The Federal Communications Commission is reminding U.S. broadcasters and other EAS participants of their obligations to comply with the Emergency Alert System rules, including ensuring that alerts are accessible to persons with disabilities.
“In reporting on the most recent national level test of the EAS, the FCC’s Public Safety and Homeland Security Bureau noted improvements in key areas, but identified several issues that impair dissemination of EAS messages,” the Enforcement Bureau stated in a five-page published advisory.
“The 2019 Nationwide EAS Test Report noted, for instance, that EAS Participants must ensure that messages comply with the FCC’s requirements designed to make the message accessible to individuals with hearing and vision disabilities.”
The document reminded stations and other to upgrade their EAS software and firmware to the most recent versions; change default passwords; secure EAS equipment behind good firewalls; and synch EAS equipment clocks to the National Institute of Standards and Technology if the gear doesn’t automatically synchronize via the internet.
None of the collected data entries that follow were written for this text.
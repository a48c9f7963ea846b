//! Form Payloads
//!
//! Multipart bodies for the write endpoints, and organizer event input with
//! the checks run before anything is sent.

use chrono::NaiveDateTime;
use std::collections::BTreeMap;

use crate::error::{ApiError, ApiResult};
use crate::models::parse_event_datetime;

/// Date format the API expects for event start times
pub const EVENT_DATE_FORMAT: &str = "%Y-%m-%dT%H:%M";

/// Image extensions the API accepts for event pictures
pub const IMAGE_EXTENSIONS: [&str; 4] = ["jpg", "jpeg", "png", "gif"];

/// Value of one multipart part
#[derive(Clone, Debug, PartialEq)]
pub enum PartValue {
    Text(String),
    File {
        file_name: String,
        mime_type: String,
        bytes: Vec<u8>,
    },
}

/// One named multipart part
#[derive(Clone, Debug, PartialEq)]
pub struct FormPart {
    pub name: String,
    pub value: PartValue,
}

/// Ordered multipart/form-data payload
#[derive(Clone, Debug, Default, PartialEq)]
pub struct MultipartForm {
    parts: Vec<FormPart>,
}

impl MultipartForm {
    pub fn new() -> Self {
        Self::default()
    }

    /// Append a text field
    pub fn text(mut self, name: impl Into<String>, value: impl Into<String>) -> Self {
        self.parts.push(FormPart {
            name: name.into(),
            value: PartValue::Text(value.into()),
        });
        self
    }

    /// Append a file field
    pub fn file(mut self, name: impl Into<String>, upload: FileUpload) -> Self {
        self.parts.push(FormPart {
            name: name.into(),
            value: PartValue::File {
                file_name: upload.file_name,
                mime_type: upload.mime_type,
                bytes: upload.bytes,
            },
        });
        self
    }

    pub fn parts(&self) -> &[FormPart] {
        &self.parts
    }

    pub fn is_empty(&self) -> bool {
        self.parts.is_empty()
    }

    /// First text value with this name
    pub fn text_value(&self, name: &str) -> Option<&str> {
        self.parts.iter().find_map(|part| match &part.value {
            PartValue::Text(value) if part.name == name => Some(value.as_str()),
            _ => None,
        })
    }
}

/// A file picked by the user
#[derive(Clone, Debug, PartialEq)]
pub struct FileUpload {
    pub file_name: String,
    pub mime_type: String,
    pub bytes: Vec<u8>,
}

impl FileUpload {
    /// Build an upload, guessing the MIME type from the extension when the
    /// caller doesn't know it
    pub fn new(file_name: impl Into<String>, mime_type: Option<String>, bytes: Vec<u8>) -> Self {
        let file_name = file_name.into();
        let mime_type = mime_type
            .filter(|m| !m.is_empty())
            .unwrap_or_else(|| mime_for(&file_name).to_string());
        Self {
            file_name,
            mime_type,
            bytes,
        }
    }

    /// Lowercased extension, if any
    pub fn extension(&self) -> Option<String> {
        let (_, ext) = self.file_name.rsplit_once('.')?;
        Some(ext.to_lowercase())
    }

    /// Whether the API will accept this file as an event picture
    pub fn is_supported_image(&self) -> bool {
        self.extension()
            .map(|ext| IMAGE_EXTENSIONS.contains(&ext.as_str()))
            .unwrap_or(false)
    }
}

fn mime_for(file_name: &str) -> &'static str {
    let ext = file_name
        .rsplit_once('.')
        .map(|(_, ext)| ext.to_lowercase())
        .unwrap_or_default();

    match ext.as_str() {
        "jpg" | "jpeg" => "image/jpeg",
        "png" => "image/png",
        "gif" => "image/gif",
        "webp" => "image/webp",
        _ => "application/octet-stream",
    }
}

/// Organizer input for an event, exactly as typed
#[derive(Clone, Debug, Default, PartialEq)]
pub struct EventDraft {
    pub title: String,
    pub description: String,
    /// `YYYY-MM-DDTHH:MM`, the value of a datetime-local input
    pub date: String,
    pub location: String,
    pub venue: String,
    pub tag: String,
    pub capacity: String,
    pub ticket_price: String,
    pub image: Option<FileUpload>,
}

impl EventDraft {
    /// Check every field, reporting all problems at once
    pub fn validate(&self) -> ApiResult<EventForm> {
        let mut problems = BTreeMap::new();

        let title = self.title.trim();
        if title.is_empty() {
            problems.insert("title".to_string(), "Title is required".to_string());
        }

        let location = self.location.trim();
        if location.is_empty() {
            problems.insert("location".to_string(), "Location is required".to_string());
        }

        let starts_at = parse_event_datetime(&self.date);
        if starts_at.is_none() {
            problems.insert(
                "date".to_string(),
                "Use the format YYYY-MM-DDTHH:MM".to_string(),
            );
        }

        let capacity = match self.capacity.trim().parse::<u32>() {
            Ok(n) if n > 0 => Some(n),
            _ => {
                problems.insert(
                    "capacity".to_string(),
                    "Capacity must be a whole number above zero".to_string(),
                );
                None
            }
        };

        let ticket_price = match self.ticket_price.trim().parse::<f64>() {
            Ok(p) if p.is_finite() && p >= 0.0 => Some(p.round() as u64),
            _ => {
                problems.insert(
                    "ticket_price".to_string(),
                    "Price must be zero or a positive number".to_string(),
                );
                None
            }
        };

        if let Some(image) = &self.image {
            if !image.is_supported_image() {
                problems.insert(
                    "image".to_string(),
                    "Only JPG, PNG and GIF images are accepted".to_string(),
                );
            }
        }

        match (starts_at, capacity, ticket_price) {
            (Some(starts_at), Some(capacity), Some(ticket_price)) if problems.is_empty() => {
                Ok(EventForm {
                    title: title.to_string(),
                    description: self.description.trim().to_string(),
                    starts_at,
                    location: location.to_string(),
                    venue: self.venue.trim().to_string(),
                    tag: self.tag.trim().to_string(),
                    capacity,
                    ticket_price,
                    image: self.image.clone(),
                })
            }
            _ => Err(ApiError::invalid_fields(problems)),
        }
    }
}

/// Validated event input, ready to send
#[derive(Clone, Debug, PartialEq)]
pub struct EventForm {
    pub title: String,
    pub description: String,
    pub starts_at: NaiveDateTime,
    pub location: String,
    pub venue: String,
    pub tag: String,
    pub capacity: u32,
    pub ticket_price: u64,
    pub image: Option<FileUpload>,
}

impl EventForm {
    /// Multipart payload in the field layout of the events endpoints
    pub fn to_multipart(&self) -> MultipartForm {
        let mut form = MultipartForm::new()
            .text("title", &self.title)
            .text("description", &self.description)
            .text("date", self.starts_at.format(EVENT_DATE_FORMAT).to_string())
            .text("location", &self.location)
            .text("capacity", self.capacity.to_string())
            .text("ticket_price", self.ticket_price.to_string());

        if !self.venue.is_empty() {
            form = form.text("venue", &self.venue);
        }
        if !self.tag.is_empty() {
            form = form.text("tag", &self.tag);
        }
        if let Some(image) = &self.image {
            form = form.file("image", image.clone());
        }

        form
    }
}

#[cfg(test)]
mod tests {
    use super::*;

    fn draft() -> EventDraft {
        EventDraft {
            title: "  Konser Indie ".to_string(),
            description: "Live band".to_string(),
            date: "2025-08-17T19:30".to_string(),
            location: "Bandar Lampung".to_string(),
            venue: "Taman Budaya".to_string(),
            tag: "Musik".to_string(),
            capacity: "200".to_string(),
            ticket_price: "75000".to_string(),
            image: None,
        }
    }

    #[test]
    fn test_valid_draft() {
        let form = draft().validate().unwrap();
        assert_eq!(form.title, "Konser Indie");
        assert_eq!(form.capacity, 200);
        assert_eq!(form.ticket_price, 75000);
        assert_eq!(
            form.starts_at.format(EVENT_DATE_FORMAT).to_string(),
            "2025-08-17T19:30"
        );
    }

    #[test]
    fn test_space_separated_date_is_accepted() {
        let mut d = draft();
        d.date = "2025-08-17 19:30".to_string();
        assert!(d.validate().is_ok());
    }

    #[test]
    fn test_all_problems_are_reported() {
        let d = EventDraft {
            capacity: "0".to_string(),
            ticket_price: "-10".to_string(),
            date: "next friday".to_string(),
            ..EventDraft::default()
        };

        let err = d.validate().unwrap_err();
        for field in ["title", "location", "date", "capacity", "ticket_price"] {
            assert!(err.field(field).is_some(), "missing problem for {}", field);
        }
        assert!(matches!(err, ApiError::Validation { .. }));
    }

    #[test]
    fn test_price_must_be_a_number() {
        let mut d = draft();
        d.ticket_price = "gratis".to_string();
        let err = d.validate().unwrap_err();
        assert_eq!(err.field("ticket_price"), Some("Price must be zero or a positive number"));

        d.ticket_price = "0".to_string();
        assert_eq!(d.validate().unwrap().ticket_price, 0);
    }

    #[test]
    fn test_image_extension_is_checked() {
        let mut d = draft();
        d.image = Some(FileUpload::new("poster.bmp", None, vec![1, 2, 3]));
        assert!(d.validate().unwrap_err().field("image").is_some());

        d.image = Some(FileUpload::new("poster.PNG", None, vec![1, 2, 3]));
        let form = d.validate().unwrap();
        assert_eq!(form.image.unwrap().mime_type, "image/png");
    }

    #[test]
    fn test_multipart_layout() {
        let mut d = draft();
        d.image = Some(FileUpload::new("poster.jpg", Some("image/jpeg".to_string()), vec![0xff]));
        let form = d.validate().unwrap().to_multipart();

        assert_eq!(form.text_value("title"), Some("Konser Indie"));
        assert_eq!(form.text_value("date"), Some("2025-08-17T19:30"));
        assert_eq!(form.text_value("ticket_price"), Some("75000"));
        assert_eq!(form.text_value("venue"), Some("Taman Budaya"));

        let image = form.parts().iter().find(|p| p.name == "image").unwrap();
        assert!(matches!(
            &image.value,
            PartValue::File { file_name, .. } if file_name == "poster.jpg"
        ));
    }

    #[test]
    fn test_optional_fields_are_omitted() {
        let mut d = draft();
        d.venue = "  ".to_string();
        d.tag = String::new();
        let form = d.validate().unwrap().to_multipart();

        assert_eq!(form.text_value("venue"), None);
        assert_eq!(form.text_value("tag"), None);
        assert!(!form.is_empty());
    }
}
#[cfg(test)]
mod tests {
    use super::*;
    use crate::auth::MemoryTokenStore;
    use crate::form::EventDraft;
    use serde_json::json;
    use std::cell::RefCell;
    use std::collections::VecDeque;

    /// Transport double replaying canned responses and recording requests
    #[derive(Default)]
    struct RecordingTransport {
        pub requests: RefCell<Vec<ApiRequest>>,
        responses: RefCell<VecDeque<ApiResult<ApiResponse>>>,
    }

    impl RecordingTransport {
        pub fn reply(self, status: u16, body: Value) -> Self {
            self.responses.borrow_mut().push_back(Ok(ApiResponse {
                status,
                body: body.to_string().into_bytes(),
            }));
            self
        }

        pub fn fail(self, message: &str) -> Self {
            self.responses
                .borrow_mut()
                .push_back(Err(ApiError::Network(message.to_string())));
            self
        }

        pub fn last(&self) -> ApiRequest {
            self.requests.borrow().last().cloned().expect("no request sent")
        }
    }

    #[async_trait(?Send)]
    impl Transport for RecordingTransport {
        async fn send(&self, request: ApiRequest) -> ApiResult<ApiResponse> {
            self.requests.borrow_mut().push(request);
            self.responses
                .borrow_mut()
                .pop_front()
                .unwrap_or_else(|| Ok(ApiResponse { status: 200, body: b"{}".to_vec() }))
        }
    }

    fn client(transport: RecordingTransport, token: Option<&str>) -> ApiClient<RecordingTransport> {
        let auth = match token {
            Some(t) => AuthContext::new(MemoryTokenStore::with_token(t)),
            None => AuthContext::anonymous(),
        };
        ApiClient::new(transport, auth, "https://tickets.example/api/")
    }

    fn valid_form() -> EventForm {
        EventDraft {
            title: "Konser Indie".to_string(),
            date: "2025-08-17T19:30".to_string(),
            location: "Bandar Lampung".to_string(),
            capacity: "100".to_string(),
            ticket_price: "50000".to_string(),
            ..EventDraft::default()
        }
        .validate()
        .unwrap()
    }

    #[tokio::test]
    async fn test_list_events_is_public() {
        let transport = RecordingTransport::default().reply(
            200,
            json!([{"id": 1, "title": "A"}, {"id": 2, "title": "B"}]),
        );
        let api = client(transport, Some("tok"));

        let events = api.list_events().await.unwrap();
        assert_eq!(events.len(), 2);

        let sent = api.transport().last();
        assert_eq!(sent.method, Method::Get);
        assert_eq!(sent.url, "https://tickets.example/api/events");
        assert_eq!(sent.header("authorization"), None);
    }

    #[tokio::test]
    async fn test_list_events_skips_malformed_records() {
        let transport = RecordingTransport::default().reply(
            200,
            json!([
                {"id": 1, "title": "A", "price": 10, "ticket_price": 10},
                {"title": "no id"},
                {"id": 3, "title": "C"}
            ]),
        );
        let api = client(transport, None);

        let events = api.list_events().await.unwrap();
        let ids: Vec<EventId> = events.iter().map(|e| e.id).collect();
        assert_eq!(ids, vec![1, 3]);
        assert_eq!(events[0].price, 10.0);
    }

    #[tokio::test]
    async fn test_write_requests_without_token_have_no_auth_header() {
        let api = client(RecordingTransport::default(), None);

        let _ = api.get_profile().await;
        let _ = api.update_profile(MultipartForm::new().text("name", "Ali")).await;
        let _ = api.create_event(&valid_form()).await;
        let _ = api.update_event(4, &valid_form()).await;
        let _ = api.delete_event(4).await;

        let requests = api.transport().requests.borrow();
        assert_eq!(requests.len(), 5);
        for request in requests.iter() {
            assert_eq!(request.header("Authorization"), None, "{}", request.url);
        }
    }

    #[tokio::test]
    async fn test_write_requests_with_token_carry_exact_bearer() {
        let api = client(RecordingTransport::default(), Some("abc123"));

        let _ = api.get_profile().await;
        let _ = api.update_profile(MultipartForm::new()).await;
        let _ = api.create_event(&valid_form()).await;
        let _ = api.update_event(4, &valid_form()).await;
        let _ = api.delete_event(4).await;

        let requests = api.transport().requests.borrow();
        for request in requests.iter() {
            let auth: Vec<_> = request
                .headers
                .iter()
                .filter(|(k, _)| k.eq_ignore_ascii_case("authorization"))
                .collect();
            assert_eq!(auth.len(), 1);
            assert_eq!(auth[0].1, "Bearer abc123");
        }
    }

    #[tokio::test]
    async fn test_create_event_surfaces_server_message() {
        let transport =
            RecordingTransport::default().reply(400, json!({"message": "Title required"}));
        let api = client(transport, Some("tok"));

        let err = api.create_event(&valid_form()).await.unwrap_err();
        assert_eq!(err.message(), "Title required");
        assert_eq!(err.to_string(), "Title required");
        assert!(matches!(err, ApiError::Validation { .. }));

        let sent = api.transport().last();
        assert_eq!(sent.method, Method::Post);
        assert!(matches!(sent.body, RequestBody::Multipart(_)));
    }

    #[tokio::test]
    async fn test_every_operation_normalizes_errors() {
        let transport = RecordingTransport::default()
            .reply(404, json!({"message": "Event not found"}))
            .reply(500, json!({"error": "db down"}))
            .fail("connection refused")
            .reply(401, json!({"message": "Missing Token"}));
        let api = client(transport, None);

        assert_eq!(
            api.get_event(99).await.unwrap_err(),
            ApiError::NotFound("Event not found".to_string())
        );
        assert_eq!(
            api.list_events().await.unwrap_err(),
            ApiError::Server {
                status: 500,
                message: "db down".to_string()
            }
        );
        assert!(matches!(
            api.delete_event(1).await.unwrap_err(),
            ApiError::Network(_)
        ));
        assert!(api.get_profile().await.unwrap_err().is_auth());
    }

    #[tokio::test]
    async fn test_soft_auth_failure_on_write() {
        let transport = RecordingTransport::default().reply(200, json!({"message": "Forbidden"}));
        let api = client(transport, Some("user-token"));

        let err = api.delete_event(3).await.unwrap_err();
        assert!(err.is_auth());
        assert_eq!(err.message(), "Forbidden");
    }

    #[tokio::test]
    async fn test_successful_write_receipt() {
        let transport = RecordingTransport::default().reply(
            200,
            json!({"message": "Event created successfully", "id": 12, "image_url": null}),
        );
        let api = client(transport, Some("tok"));

        let receipt = api.create_event(&valid_form()).await.unwrap();
        assert_eq!(receipt.id, Some(12));
        assert_eq!(api.transport().last().url, "https://tickets.example/api/events");
    }

    #[tokio::test]
    async fn test_update_and_delete_target_the_event() {
        let api = client(RecordingTransport::default(), Some("tok"));

        api.update_event(7, &valid_form()).await.unwrap();
        let sent = api.transport().last();
        assert_eq!(sent.method, Method::Put);
        assert_eq!(sent.url, "https://tickets.example/api/events/7");

        api.delete_event(7).await.unwrap();
        let sent = api.transport().last();
        assert_eq!(sent.method, Method::Delete);
        assert_eq!(sent.body, RequestBody::Empty);
    }

    #[tokio::test]
    async fn test_profile_is_returned_verbatim() {
        let body = json!({"name": "Ali", "email": "ali@gmail.com", "avatar": null});
        let transport = RecordingTransport::default().reply(200, body.clone());
        let api = client(transport, Some("tok"));

        let profile = api.get_profile().await.unwrap();
        assert_eq!(serde_json::to_value(&profile).unwrap(), body);
    }

    #[tokio::test]
    async fn test_login_stores_token_for_later_requests() {
        let transport = RecordingTransport::default()
            .reply(200, json!({"message": "Login success", "token": "jwt-1", "role": "admin", "name": "Ali"}))
            .reply(200, json!({"name": "Ali"}));
        let api = client(transport, None);

        let response = api
            .login(&Credentials {
                identifier: "ali@gmail.com".to_string(),
                password: "secret".to_string(),
            })
            .await
            .unwrap();
        assert_eq!(response.role.as_deref(), Some("admin"));

        let login_request = api.transport().last();
        assert_eq!(login_request.header("Authorization"), None);
        assert_eq!(
            login_request.body,
            RequestBody::Json(json!({"identifier": "ali@gmail.com", "password": "secret"}))
        );

        api.get_profile().await.unwrap();
        assert_eq!(
            api.transport().last().header("Authorization"),
            Some("Bearer jwt-1")
        );

        api.logout().unwrap();
        assert!(!api.auth().is_signed_in());
    }

    #[tokio::test]
    async fn test_failed_login_keeps_previous_state() {
        let transport = RecordingTransport::default()
            .reply(401, json!({"message": "Invalid username/email or password"}));
        let api = client(transport, None);

        let err = api
            .login(&Credentials {
                identifier: "ali".to_string(),
                password: "wrong".to_string(),
            })
            .await
            .unwrap_err();

        assert_eq!(err.message(), "Invalid username/email or password");
        assert!(!api.auth().is_signed_in());
    }

    #[tokio::test]
    async fn test_booking_is_authenticated_json() {
        let transport = RecordingTransport::default().reply(
            200,
            json!({"message": "Booking successful!", "booking_id": 5, "booking_code": "TK-5", "total_price": 150000.0}),
        );
        let api = client(transport, Some("tok"));

        let receipt = api
            .create_booking(&BookingRequest {
                event_id: 3,
                quantity: 2,
            })
            .await
            .unwrap();
        assert_eq!(receipt.booking_code.as_deref(), Some("TK-5"));

        let sent = api.transport().last();
        assert_eq!(sent.url, "https://tickets.example/api/bookings");
        assert_eq!(sent.header("Authorization"), Some("Bearer tok"));
        assert_eq!(
            sent.body,
            RequestBody::Json(json!({"event_id": 3, "quantity": 2}))
        );
    }

    #[tokio::test]
    async fn test_my_bookings_uses_given_path() {
        let transport = RecordingTransport::default().reply(
            200,
            json!([{"id": 5, "booking_code": "TK-5", "event_title": "Konser", "quantity": 2, "total_price": 100000.0}]),
        );
        let api = client(transport, Some("tok"));

        let bookings = api.my_bookings("history").await.unwrap();
        assert_eq!(bookings.len(), 1);
        assert_eq!(bookings[0].booking_code, "TK-5");

        let sent = api.transport().last();
        assert_eq!(sent.method, Method::Get);
        assert_eq!(sent.url, "https://tickets.example/api/history");
        assert_eq!(sent.header("Authorization"), Some("Bearer tok"));
    }

    #[tokio::test]
    async fn test_my_bookings_unauthorized() {
        let transport = RecordingTransport::default()
            .reply(401, json!({"message": "Token missing or invalid"}));
        let api = client(transport, None);

        let err = api.my_bookings("/history").await.unwrap_err();
        assert!(err.is_auth());
    }

    #[tokio::test]
    async fn test_undecodable_body_is_server_error() {
        let transport = RecordingTransport::default().reply(200, json!({"unexpected": true}));
        let api = client(transport, None);

        let err = api.list_events().await.unwrap_err();
        assert!(matches!(err, ApiError::Server { status: 200, .. }));
    }
}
EAS participants also need to understand their role in the broadcast-based distribution architecture of the EAS, for instance what it means if you have a “participating national” designation. They need to know how to monitor multiple sources to ensure redundancy and reduce the possibility of message receipt failures; how to follow up with monitored sources when an EAS message is not received to determine the cause; and how to submit national test results.